Anogenital Laceration
Information has been excerpted from VisualDx clinical decision support system as a public health service. Additional information, including symptoms, diagnostic pearls, differential diagnosis, best tests, and management pearls, is available in VisualDx.
Synopsis
Genital lacerations may occur following sexual assault or after accidental or self-inflicted trauma. Dermatologic conditions causing pruritus can also lead to minor lacerations, abrasions, and excoriations. Acute lacerations or extensive bruising of the labia, perihymenal tissues, penis, scrotum, or perineum are considered moderate specificity of abuse.
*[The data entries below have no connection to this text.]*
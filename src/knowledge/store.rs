//! Write path — reinforce-or-create and the knowledge audit log.
//!
//! [`reinforce_or_create`] is the single entry point for new knowledge. It
//! runs inside a transaction: search for an equivalent active entry of the
//! same kind, reinforce it in place if found, insert otherwise. The
//! `(kind, content_hash)` uniqueness index turns a concurrent duplicate
//! insert into a reinforcement instead of a second row.

use anyhow::Result;
use rusqlite::{params, Connection, Transaction};
use serde::Serialize;
use serde_json::Value;
use std::collections::HashSet;

use crate::knowledge::query::fetch_active_entries;
use crate::knowledge::types::{KnowledgeCandidate, KnowledgeEntry, KnowledgeKind};
use crate::knowledge::{content_hash, extract_keywords};

/// Success score assigned on first sighting and blended in on reinforcement.
pub const REINFORCE_SCORE: f64 = 80.0;

/// Result returned from a reinforce-or-create operation.
#[derive(Debug, Serialize)]
pub struct ReinforceResult {
    /// UUID of the reinforced or newly created entry.
    pub id: String,
    /// `true` if an existing entry was reinforced instead of creating one.
    pub reinforced: bool,
}

/// Reinforce an equivalent active entry, or create a new one.
///
/// Equivalence is keyword-set overlap or substring containment against
/// active entries of the same kind. Reinforcement bumps `usage_count`,
/// blends `success_rate` toward [`REINFORCE_SCORE`], and shallow-merges
/// metadata (new keys win); it never touches `priority`.
pub fn reinforce_or_create(
    conn: &mut Connection,
    candidate: &KnowledgeCandidate,
) -> Result<ReinforceResult> {
    let keywords = extract_keywords(&candidate.content);
    let hash = content_hash(&keywords);

    let tx = conn.transaction()?;

    if let Some(existing) = find_reinforce_target(&tx, candidate, &keywords)? {
        reinforce(&tx, &existing, candidate)?;
        write_knowledge_log(
            &tx,
            "reinforce",
            &existing.id,
            Some(&serde_json::json!({"usage_count": existing.usage_count + 1})),
        )?;
        tx.commit()?;
        return Ok(ReinforceResult {
            id: existing.id,
            reinforced: true,
        });
    }

    let id = uuid::Uuid::now_v7().to_string();
    match insert_entry(&tx, &id, candidate, &keywords, &hash) {
        Ok(()) => {
            write_knowledge_log(&tx, "create", &id, None)?;
            tx.commit()?;
            Ok(ReinforceResult {
                id,
                reinforced: false,
            })
        }
        // A concurrent writer created an equivalent entry between our search
        // and insert; reinforce the row that won the race.
        Err(e) if is_unique_violation(&e) => {
            let existing = find_by_hash(&tx, candidate.kind, &hash)?.ok_or(e)?;
            reinforce(&tx, &existing, candidate)?;
            write_knowledge_log(
                &tx,
                "reinforce",
                &existing.id,
                Some(&serde_json::json!({"reason": "concurrent first sighting"})),
            )?;
            tx.commit()?;
            Ok(ReinforceResult {
                id: existing.id,
                reinforced: true,
            })
        }
        Err(e) => Err(e.into()),
    }
}

/// Find an active same-kind entry equivalent to the candidate.
///
/// Heuristic by contract: the candidate's keyword set overlaps the entry's,
/// or either side's content contains a keyword of the other.
fn find_reinforce_target(
    conn: &Connection,
    candidate: &KnowledgeCandidate,
    candidate_keywords: &[String],
) -> Result<Option<KnowledgeEntry>> {
    let candidate_set: HashSet<&str> = candidate_keywords.iter().map(|s| s.as_str()).collect();
    let candidate_content = candidate.content.to_lowercase();

    for entry in fetch_active_entries(conn, Some(candidate.kind))? {
        let overlap = entry
            .keywords
            .iter()
            .any(|kw| candidate_set.contains(kw.as_str()));
        if overlap {
            return Ok(Some(entry));
        }

        let entry_content = entry.content.to_lowercase();
        let substring = entry.keywords.iter().any(|kw| candidate_content.contains(kw.as_str()))
            || candidate_keywords.iter().any(|kw| entry_content.contains(kw.as_str()));
        if substring {
            return Ok(Some(entry));
        }
    }

    Ok(None)
}

/// Reinforce an entry in place. Priority is deliberately untouched.
fn reinforce(
    conn: &Connection,
    existing: &KnowledgeEntry,
    candidate: &KnowledgeCandidate,
) -> Result<()> {
    let success_rate = if existing.success_rate == 0.0 {
        REINFORCE_SCORE
    } else {
        (existing.success_rate + REINFORCE_SCORE) / 2.0
    };

    let metadata = merge_metadata(existing.metadata.clone(), candidate.metadata.clone());
    let metadata_json = metadata.map(|m| m.to_string());

    let now = chrono::Utc::now().to_rfc3339();
    conn.execute(
        "UPDATE knowledge SET usage_count = usage_count + 1, success_rate = ?1, \
         metadata = ?2, updated_at = ?3 WHERE id = ?4",
        params![success_rate, metadata_json, now, existing.id],
    )?;
    Ok(())
}

/// Shallow-merge metadata maps; keys from `new` win on conflict.
fn merge_metadata(existing: Option<Value>, new: Option<Value>) -> Option<Value> {
    match (existing, new) {
        (Some(Value::Object(mut base)), Some(Value::Object(incoming))) => {
            for (k, v) in incoming {
                base.insert(k, v);
            }
            Some(Value::Object(base))
        }
        (existing, None) => existing,
        (_, incoming) => incoming,
    }
}

/// Insert a fresh entry with the optimistic first-sighting stats.
fn insert_entry(
    conn: &Transaction,
    id: &str,
    candidate: &KnowledgeCandidate,
    keywords: &[String],
    hash: &str,
) -> rusqlite::Result<()> {
    let now = chrono::Utc::now().to_rfc3339();
    let metadata_json = candidate.metadata.as_ref().map(|m| m.to_string());

    conn.execute(
        "INSERT INTO knowledge (id, kind, title, content, keywords, content_hash, metadata, \
         usage_count, success_rate, priority, active, created_at, updated_at) \
         VALUES (?1, ?2, ?3, ?4, ?5, ?6, ?7, 1, ?8, ?9, 1, ?10, ?10)",
        params![
            id,
            candidate.kind.as_str(),
            candidate.title,
            candidate.content,
            keywords.join(" "),
            hash,
            metadata_json,
            REINFORCE_SCORE,
            candidate.priority,
            now,
        ],
    )?;
    Ok(())
}

fn is_unique_violation(e: &rusqlite::Error) -> bool {
    matches!(
        e,
        rusqlite::Error::SqliteFailure(err, _)
            if err.code == rusqlite::ErrorCode::ConstraintViolation
    )
}

/// Look up the active entry holding a given content hash.
fn find_by_hash(
    conn: &Connection,
    kind: KnowledgeKind,
    hash: &str,
) -> Result<Option<KnowledgeEntry>> {
    let entries = fetch_active_entries(conn, Some(kind))?;
    Ok(entries.into_iter().find(|e| e.content_hash == hash))
}

/// Write an entry to the knowledge_log audit table.
pub(crate) fn write_knowledge_log(
    conn: &Connection,
    operation: &str,
    entry_id: &str,
    details: Option<&Value>,
) -> Result<()> {
    let now = chrono::Utc::now().to_rfc3339();
    let details_json = details.map(|d| d.to_string());
    conn.execute(
        "INSERT INTO knowledge_log (operation, entry_id, details, created_at) VALUES (?1, ?2, ?3, ?4)",
        params![operation, entry_id, details_json, now],
    )?;
    Ok(())
}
Injury to the genital area in children always gives cause for concern. Parents are often worried about permanent damage and are concerned about sexual abuse.
Accidental injuries to the genitalia usually have a clear history, with findings on examination consistent with that history. Straddle injuries are a type of accidental trauma that lead to compression of the soft tissues of the vulva, scrotum, or penis between the object and the pubic ramus, causing bruising, abrasions, and/or lacerations. In a typical straddle injury, one foot slips and the child falls forward, compressing the genital area (eg, on the monkey bars). This causes anteriorly placed abrasions and asymmetric bruising of the genitalia. Scraping of the medial side of one thigh may also occur, especially if the object straddled has a rough surface (eg, on the side of a swimming pool). Associated lacerations, if present, are most often superficial. In girls, the hymen is protected by the vulva and, therefore, should not be injured. Impaling injury (eg, from a picket fence) may lead to hymenal trauma, usually with a corresponding clear history.
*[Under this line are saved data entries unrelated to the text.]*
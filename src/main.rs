mod cli;

use anyhow::Result;
use axon::config::AxonConfig;
use clap::{Parser, Subcommand};
use tracing_subscriber::EnvFilter;

#[derive(Parser)]
#[command(name = "axon", version, about = "Dialogue routing engine with a self-reinforcing knowledge memory")]
struct Cli {
    #[command(subcommand)]
    command: Command,
}

#[derive(Subcommand)]
enum Command {
    /// Route a single message through the engine and print the response
    Ask {
        /// The message to route
        message: String,
        /// Caller role (e.g. user, admin, owner)
        #[arg(long, default_value = "user")]
        role: String,
    },
    /// Search the knowledge store
    Search {
        /// Free-text query
        query: String,
        /// Restrict to a knowledge kind (product, pricing, troubleshooting,
        /// orders, support, pattern, general, admin)
        #[arg(long)]
        kind: Option<String>,
    },
    /// Show knowledge store statistics
    Stats,
    /// Run a maturity self-assessment and persist the snapshot
    Maturity {
        /// Identifier recorded as the analyst
        #[arg(long, default_value = "cli")]
        analyzed_by: String,
        /// Print the full snapshot as JSON
        #[arg(long)]
        json: bool,
    },
    /// Teach a rule (or pattern) directly into the knowledge store
    Teach {
        /// Short title for the entry
        title: String,
        /// The knowledge content
        content: String,
        /// Store as a response pattern instead of an admin rule
        #[arg(long)]
        pattern: bool,
    },
    /// Apply a supervised correction
    Correct {
        /// The response text being corrected
        original: String,
        /// The corrected response
        corrected: String,
        /// Correction priority: low, medium, high, critical
        #[arg(long, default_value = "medium")]
        priority: String,
        /// Admin identifier recorded on the correction
        #[arg(long, default_value = "cli-admin")]
        admin_id: String,
        /// Optional reason for the correction
        #[arg(long)]
        reason: Option<String>,
    },
    /// Record feedback on a past conversation
    Feedback {
        /// Conversation id (printed by `ask`)
        conversation_id: String,
        /// Record negative feedback instead of positive
        #[arg(long)]
        negative: bool,
    },
    /// Check database health
    Doctor,
}

#[tokio::main]
async fn main() -> Result<()> {
    let cli = Cli::parse();

    // Load config (for log level)
    let config = AxonConfig::load()?;

    // Initialize tracing with the configured log level.
    // Log to stderr so stdout stays clean for piped output.
    let filter = EnvFilter::try_new(&config.logging.log_level)
        .unwrap_or_else(|_| EnvFilter::new("info"));
    tracing_subscriber::fmt()
        .with_env_filter(filter)
        .with_writer(std::io::stderr)
        .init();

    match cli.command {
        Command::Ask { message, role } => {
            cli::ask::ask(&config, &message, &role).await?;
        }
        Command::Search { query, kind } => {
            cli::search::search(&config, &query, kind.as_deref())?;
        }
        Command::Stats => {
            cli::stats::stats(&config)?;
        }
        Command::Maturity { analyzed_by, json } => {
            cli::maturity::maturity(&config, &analyzed_by, json)?;
        }
        Command::Teach {
            title,
            content,
            pattern,
        } => {
            cli::teach::teach(&config, &title, &content, pattern)?;
        }
        Command::Correct {
            original,
            corrected,
            priority,
            admin_id,
            reason,
        } => {
            cli::correct::correct(
                &config,
                &original,
                &corrected,
                &priority,
                &admin_id,
                reason.as_deref(),
            )?;
        }
        Command::Feedback {
            conversation_id,
            negative,
        } => {
            cli::feedback::feedback(&config, &conversation_id, negative)?;
        }
        Command::Doctor => {
            cli::doctor::doctor(&config)?;
        }
    }

    Ok(())
}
Stretch injuries, “the splits,” can result in superficial lacerations in the skin of the perineum or fourchette, especially if there were preexistent labial adhesions.
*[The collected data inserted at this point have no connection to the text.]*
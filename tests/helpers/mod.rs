#![allow(dead_code)]

use axon::knowledge::store::reinforce_or_create;
use axon::knowledge::types::{KnowledgeCandidate, KnowledgeKind, PRIORITY_INTERACTION};
use rusqlite::Connection;

/// Open a fresh in-memory database with schema and migrations applied.
pub fn test_db() -> Connection {
    axon::db::open_memory_database().unwrap()
}

/// Insert a knowledge entry through the regular write path. Returns its id.
pub fn insert_knowledge(conn: &mut Connection, kind: KnowledgeKind, content: &str) -> String {
    let candidate = KnowledgeCandidate {
        kind,
        title: content.split_whitespace().take(4).collect::<Vec<_>>().join(" "),
        content: content.to_string(),
        metadata: None,
        priority: PRIORITY_INTERACTION,
    };
    reinforce_or_create(conn, &candidate).unwrap().id
}

/// Count rows in a table.
pub fn count(conn: &Connection, table: &str) -> i64 {
    conn.query_row(&format!("SELECT COUNT(*) FROM {table}"), [], |row| {
        row.get(0)
    })
    .unwrap()
}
Severe self-inflicted injury is unlikely because of the pain caused by self-trauma. Minor abrasions may occur if children scratch because of vulvovaginitis or pinworm infection. Rarely do these conditions lead to severe lacerations.
Children with genital lacerations typically complain of genital pain, soreness, and sometimes dysuria when the urine passes over the exposed area. The urethral meatus may also have lacerations, erythema, and discharge. The external genitalia of boys must also be evaluated for lacerations and abrasions possibly due to bite injury and associated erythema and ecchymosis.
Perineal irritation and erythema with associated abrasions are most likely due to excoriation secondary to pruritus associated with contact dermatitis (often caused by diapers), seborrheic dermatitis, poor hygiene, and candidiasis. Excoriations rarely lead to severe lacerations and most often present as minor abrasions.
Because positive physical findings of sexual abuse occur infrequently, one cannot overemphasize that the history from the child still remains the single most important diagnostic feature in assessing whether a child has been sexually abused.
Look For
Findings highly specific for abuse include acute laceration of the hymen (partial or complete) and hymenal ecchymosis.
Associated findings increasing the likelihood of sexual abuse include perianal lacerations extending into the anal sphincter.
In comparison, accidental injuries, such as straddle injuries, are typically unilateral and superficial and involve the anterior portion of the genitalia, particularly the labia minora or urethra and not the hymen. Picket fence injuries may produce hymenal trauma.